//! Rubber-band drag state machine.
//!
//! Owns the active [`DragSession`] and the cursor/modifier state needed to
//! interpret raw events. It is the only thing that sits between input events
//! and the camera transforms in [`transform`](super::transform).

use glam::{IVec2, UVec2};

use super::session::DragSession;
use super::transform::{apply_zoom, ZoomMode};
use crate::geometry::ScreenRect;
use crate::input::{InputEvent, Modifiers, MouseButton};
use crate::options::ZoomOptions;
use crate::overlay::{clamp_to_surface, present_rubber_band, PixelSnapshot};
use crate::surface::RenderSurface;
use crate::viewport::{Scene, Viewport};

/// What a button release did.
#[derive(Debug, Clone, Copy, PartialEq, Eq)]
pub enum ReleaseOutcome {
    /// No drag was active.
    NotDragging,
    /// The pointer ended where it was pressed; the camera is untouched.
    Click,
    /// The drag's viewport disappeared; the camera is untouched.
    Cancelled,
    /// The camera was moved so `rect` fills the viewport.
    Zoomed {
        /// Adjusted rectangle the zoom targeted.
        rect: ScreenRect,
        /// Strategy that was applied.
        mode: ZoomMode,
    },
}

#[derive(Debug, Default)]
enum DragState {
    #[default]
    Idle,
    Dragging(DragSession),
}

/// Rubber-band zoom interaction.
///
/// # Usage
///
/// ```ignore
/// // In the event loop:
/// if let Some(ReleaseOutcome::Zoomed { mode, .. }) =
///     zoom.handle_event(event, &mut surface, &mut scene)
/// {
///     log::info!("zoomed with {mode:?}");
/// }
/// ```
#[derive(Debug, Default)]
pub struct RubberBandZoom {
    /// Options applied to the next drag.
    options: ZoomOptions,
    /// Idle, or the active drag session.
    state: DragState,
    /// Currently held modifier keys.
    modifiers: Modifiers,
    /// Last cursor position in display coordinates.
    cursor: IVec2,
}

impl RubberBandZoom {
    /// Create an idle interaction with the given options.
    #[must_use]
    pub fn new(options: ZoomOptions) -> Self {
        Self {
            options,
            ..Self::default()
        }
    }

    /// Options applied to the next drag.
    #[must_use]
    pub fn options(&self) -> &ZoomOptions {
        &self.options
    }

    /// Replace the options. An active drag keeps the ones it started with.
    pub fn set_options(&mut self, options: ZoomOptions) {
        self.options = options;
    }

    /// Currently held modifier keys.
    #[must_use]
    pub fn modifiers(&self) -> Modifiers {
        self.modifiers
    }

    /// Update the held modifier keys.
    pub fn set_modifiers(&mut self, modifiers: Modifiers) {
        self.modifiers = modifiers;
    }

    /// Last cursor position in display coordinates.
    #[must_use]
    pub fn cursor(&self) -> IVec2 {
        self.cursor
    }

    /// Whether a drag is in progress.
    #[must_use]
    pub fn is_dragging(&self) -> bool {
        matches!(self.state, DragState::Dragging(_))
    }

    /// The active drag session, if any.
    #[must_use]
    pub fn session(&self) -> Option<&DragSession> {
        match &self.state {
            DragState::Idle => None,
            DragState::Dragging(session) => Some(session),
        }
    }

    /// Primary button pressed at `point` (display coordinates).
    ///
    /// Starts a drag when a viewport lies under the point: the surface is
    /// captured and the viewport's aspect ratio refreshed. Returns whether a
    /// drag started.
    pub fn on_button_down(
        &mut self,
        point: IVec2,
        surface: &mut impl RenderSurface,
        scene: &mut impl Scene,
    ) -> bool {
        if self.is_dragging() {
            return false;
        }
        let Some(id) = scene.viewport_at(point) else {
            log::debug!("no viewport under {point}, staying idle");
            return false;
        };
        let Some(snapshot) = PixelSnapshot::capture(surface) else {
            return false;
        };
        let Some(viewport) = scene.viewport_mut(id) else {
            return false;
        };
        viewport.recompute_aspect();
        let aspect = viewport.aspect();

        log::debug!("rubber-band drag started at {point} in viewport {}", id.0);
        self.state = DragState::Dragging(DragSession::new(
            id,
            point,
            snapshot,
            self.options.clone(),
            aspect,
        ));
        true
    }

    /// Pointer moved to `point` (display coordinates) while dragging.
    ///
    /// Redraws the rubber band over the drag snapshot and presents it; the
    /// camera and scene are untouched. A surface that no longer matches the
    /// snapshot cancels the drag. Returns whether a frame was presented.
    pub fn on_mouse_move(
        &mut self,
        point: IVec2,
        surface: &mut impl RenderSurface,
        scene: &mut impl Scene,
    ) -> bool {
        let modifiers = self.modifiers;
        let size = surface.size();
        let DragState::Dragging(session) = &mut self.state else {
            return false;
        };
        if !session.snapshot().matches(size) {
            log::debug!("surface resized to {}x{} mid-drag, cancelling", size.x, size.y);
            let _ = self.cancel(scene);
            return false;
        }

        session.set_end(clamp_to_surface(point, size));
        let rect = session.adjusted_rect(modifiers);
        present_rubber_band(surface, session.snapshot(), rect);
        session.mark_overlay_presented();
        log::trace!("rubber band {rect:?}");
        true
    }

    /// Primary button released: zoom to the dragged box and re-render once.
    ///
    /// A release where the pointer never left the press point leaves the
    /// camera alone.
    pub fn on_button_up(&mut self, scene: &mut impl Scene) -> ReleaseOutcome {
        let DragState::Dragging(session) = std::mem::take(&mut self.state) else {
            return ReleaseOutcome::NotDragging;
        };
        if session.is_click() {
            restore_scene(scene, &session);
            return ReleaseOutcome::Click;
        }

        let rect = session.adjusted_rect(self.modifiers);
        let Some(viewport) = scene.viewport_mut(session.viewport()) else {
            log::debug!("viewport {} vanished mid-drag", session.viewport().0);
            restore_scene(scene, &session);
            return ReleaseOutcome::Cancelled;
        };
        let mode = apply_zoom(
            viewport,
            rect,
            session.policy(),
            session.options().view_angle_offset_ratio,
        );
        scene.render();
        ReleaseOutcome::Zoomed { rect, mode }
    }

    /// Abort the active drag without zooming.
    ///
    /// Requests a render when overlay pixels are on screen. Returns whether
    /// a drag was active.
    pub fn cancel(&mut self, scene: &mut impl Scene) -> bool {
        let DragState::Dragging(session) = std::mem::take(&mut self.state) else {
            return false;
        };
        log::debug!("rubber-band drag cancelled");
        restore_scene(scene, &session);
        true
    }

    /// Route a raw input event.
    ///
    /// Cursor positions arrive in window coordinates (origin top-left) and
    /// are flipped into display coordinates. Only the left button drives the
    /// gesture. Returns the outcome of a left-button release.
    pub fn handle_event(
        &mut self,
        event: InputEvent,
        surface: &mut impl RenderSurface,
        scene: &mut impl Scene,
    ) -> Option<ReleaseOutcome> {
        match event {
            InputEvent::CursorMoved { x, y } => {
                self.cursor = window_to_display(x, y, surface.size());
                let _ = self.on_mouse_move(self.cursor, surface, scene);
                None
            }
            InputEvent::MouseButton {
                button: MouseButton::Left,
                pressed,
            } => {
                if pressed {
                    let _ = self.on_button_down(self.cursor, surface, scene);
                    None
                } else {
                    Some(self.on_button_up(scene))
                }
            }
            InputEvent::MouseButton { .. } => None,
            InputEvent::ModifiersChanged(modifiers) => {
                self.modifiers = modifiers;
                None
            }
            InputEvent::Resized { .. } => {
                let _ = self.cancel(scene);
                None
            }
        }
    }
}

/// Re-render if the session left overlay pixels on screen.
fn restore_scene(scene: &mut impl Scene, session: &DragSession) {
    if session.overlay_presented() {
        scene.render();
    }
}

fn window_to_display(x: f32, y: f32, size: UVec2) -> IVec2 {
    IVec2::new(x.floor() as i32, size.y as i32 - 1 - y.floor() as i32)
}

--- Task objective ---
Word for word, give the material above a second time.

--- Solved problem ---
//! Rubber-band drag state machine.
//!
//! Owns the active [`DragSession`] and the cursor/modifier state needed to
//! interpret raw events. It is the only thing that sits between input events
//! and the camera transforms in [`transform`](super::transform).

use glam::{IVec2, UVec2};

use super::session::DragSession;
use super::transform::{apply_zoom, ZoomMode};
use crate::geometry::ScreenRect;
use crate::input::{InputEvent, Modifiers, MouseButton};
use crate::options::ZoomOptions;
use crate::overlay::{clamp_to_surface, present_rubber_band, PixelSnapshot};
use crate::surface::RenderSurface;
use crate::viewport::{Scene, Viewport};

/// What a button release did.
#[derive(Debug, Clone, Copy, PartialEq, Eq)]
pub enum ReleaseOutcome {
    /// No drag was active.
    NotDragging,
    /// The pointer ended where it was pressed; the camera is untouched.
    Click,
    /// The drag's viewport disappeared; the camera is untouched.
    Cancelled,
    /// The camera was moved so `rect` fills the viewport.
    Zoomed {
        /// Adjusted rectangle the zoom targeted.
        rect: ScreenRect,
        /// Strategy that was applied.
        mode: ZoomMode,
    },
}

#[derive(Debug, Default)]
enum DragState {
    #[default]
    Idle,
    Dragging(DragSession),
}

/// Rubber-band zoom interaction.
///
/// # Usage
///
/// ```ignore
/// // In the event loop:
/// if let Some(ReleaseOutcome::Zoomed { mode, .. }) =
///     zoom.handle_event(event, &mut surface, &mut scene)
/// {
///     log::info!("zoomed with {mode:?}");
/// }
/// ```
#[derive(Debug, Default)]
pub struct RubberBandZoom {
    /// Options applied to the next drag.
    options: ZoomOptions,
    /// Idle, or the active drag session.
    state: DragState,
    /// Currently held modifier keys.
    modifiers: Modifiers,
    /// Last cursor position in display coordinates.
    cursor: IVec2,
}

impl RubberBandZoom {
    /// Create an idle interaction with the given options.
    #[must_use]
    pub fn new(options: ZoomOptions) -> Self {
        Self {
            options,
            ..Self::default()
        }
    }

    /// Options applied to the next drag.
    #[must_use]
    pub fn options(&self) -> &ZoomOptions {
        &self.options
    }

    /// Replace the options. An active drag keeps the ones it started with.
    pub fn set_options(&mut self, options: ZoomOptions) {
        self.options = options;
    }

    /// Currently held modifier keys.
    #[must_use]
    pub fn modifiers(&self) -> Modifiers {
        self.modifiers
    }

    /// Update the held modifier keys.
    pub fn set_modifiers(&mut self, modifiers: Modifiers) {
        self.modifiers = modifiers;
    }

    /// Last cursor position in display coordinates.
    #[must_use]
    pub fn cursor(&self) -> IVec2 {
        self.cursor
    }

    /// Whether a drag is in progress.
    #[must_use]
    pub fn is_dragging(&self) -> bool {
        matches!(self.state, DragState::Dragging(_))
    }

    /// The active drag session, if any.
    #[must_use]
    pub fn session(&self) -> Option<&DragSession> {
        match &self.state {
            DragState::Idle => None,
            DragState::Dragging(session) => Some(session),
        }
    }

    /// Primary button pressed at `point` (display coordinates).
    ///
    /// Starts a drag when a viewport lies under the point: the surface is
    /// captured and the viewport's aspect ratio refreshed. Returns whether a
    /// drag started.
    pub fn on_button_down(
        &mut self,
        point: IVec2,
        surface: &mut impl RenderSurface,
        scene: &mut impl Scene,
    ) -> bool {
        if self.is_dragging() {
            return false;
        }
        let Some(id) = scene.viewport_at(point) else {
            log::debug!("no viewport under {point}, staying idle");
            return false;
        };
        let Some(snapshot) = PixelSnapshot::capture(surface) else {
            return false;
        };
        let Some(viewport) = scene.viewport_mut(id) else {
            return false;
        };
        viewport.recompute_aspect();
        let aspect = viewport.aspect();

        log::debug!("rubber-band drag started at {point} in viewport {}", id.0);
        self.state = DragState::Dragging(DragSession::new(
            id,
            point,
            snapshot,
            self.options.clone(),
            aspect,
        ));
        true
    }

    /// Pointer moved to `point` (display coordinates) while dragging.
    ///
    /// Redraws the rubber band over the drag snapshot and presents it; the
    /// camera and scene are untouched. A surface that no longer matches the
    /// snapshot cancels the drag. Returns whether a frame was presented.
    pub fn on_mouse_move(
        &mut self,
        point: IVec2,
        surface: &mut impl RenderSurface,
        scene: &mut impl Scene,
    ) -> bool {
        let modifiers = self.modifiers;
        let size = surface.size();
        let DragState::Dragging(session) = &mut self.state else {
            return false;
        };
        if !session.snapshot().matches(size) {
            log::debug!("surface resized to {}x{} mid-drag, cancelling", size.x, size.y);
            let _ = self.cancel(scene);
            return false;
        }

        session.set_end(clamp_to_surface(point, size));
        let rect = session.adjusted_rect(modifiers);
        present_rubber_band(surface, session.snapshot(), rect);
        session.mark_overlay_presented();
        log::trace!("rubber band {rect:?}");
        true
    }

    /// Primary button released: zoom to the dragged box and re-render once.
    ///
    /// A release where the pointer never left the press point leaves the
    /// camera alone.
    pub fn on_button_up(&mut self, scene: &mut impl Scene) -> ReleaseOutcome {
        let DragState::Dragging(session) = std::mem::take(&mut self.state) else {
            return ReleaseOutcome::NotDragging;
        };
        if session.is_click() {
            restore_scene(scene, &session);
            return ReleaseOutcome::Click;
        }

        let rect = session.adjusted_rect(self.modifiers);
        let Some(viewport) = scene.viewport_mut(session.viewport()) else {
            log::debug!("viewport {} vanished mid-drag", session.viewport().0);
            restore_scene(scene, &session);
            return ReleaseOutcome::Cancelled;
        };
        let mode = apply_zoom(
            viewport,
            rect,
            session.policy(),
            session.options().view_angle_offset_ratio,
        );
        scene.render();
        ReleaseOutcome::Zoomed { rect, mode }
    }

    /// Abort the active drag without zooming.
    ///
    /// Requests a render when overlay pixels are on screen. Returns whether
    /// a drag was active.
    pub fn cancel(&mut self, scene: &mut impl Scene) -> bool {
        let DragState::Dragging(session) = std::mem::take(&mut self.state) else {
            return false;
        };
        log::debug!("rubber-band drag cancelled");
        restore_scene(scene, &session);
        true
    }

    /// Route a raw input event.
    ///
    /// Cursor positions arrive in window coordinates (origin top-left) and
    /// are flipped into display coordinates. Only the left button drives the
    /// gesture. Returns the outcome of a left-button release.
    pub fn handle_event(
        &mut self,
        event: InputEvent,
        surface: &mut impl RenderSurface,
        scene: &mut impl Scene,
    ) -> Option<ReleaseOutcome> {
        match event {
            InputEvent::CursorMoved { x, y } => {
                self.cursor = window_to_display(x, y, surface.size());
                let _ = self.on_mouse_move(self.cursor, surface, scene);
                None
            }
            InputEvent::MouseButton {
                button: MouseButton::Left,
                pressed,
            } => {
                if pressed {
                    let _ = self.on_button_down(self.cursor, surface, scene);
                    None
                } else {
                    Some(self.on_button_up(scene))
                }
            }
            InputEvent::MouseButton { .. } => None,
            InputEvent::ModifiersChanged(modifiers) => {
                self.modifiers = modifiers;
                None
            }
            InputEvent::Resized { .. } => {
                let _ = self.cancel(scene);
                None
            }
        }
    }
}

/// Re-render if the session left overlay pixels on screen.
fn restore_scene(scene: &mut impl Scene, session: &DragSession) {
    if session.overlay_presented() {
        scene.render();
    }
}

fn window_to_display(x: f32, y: f32, size: UVec2) -> IVec2 {
    IVec2::new(x.floor() as i32, size.y as i32 - 1 - y.floor() as i32)
}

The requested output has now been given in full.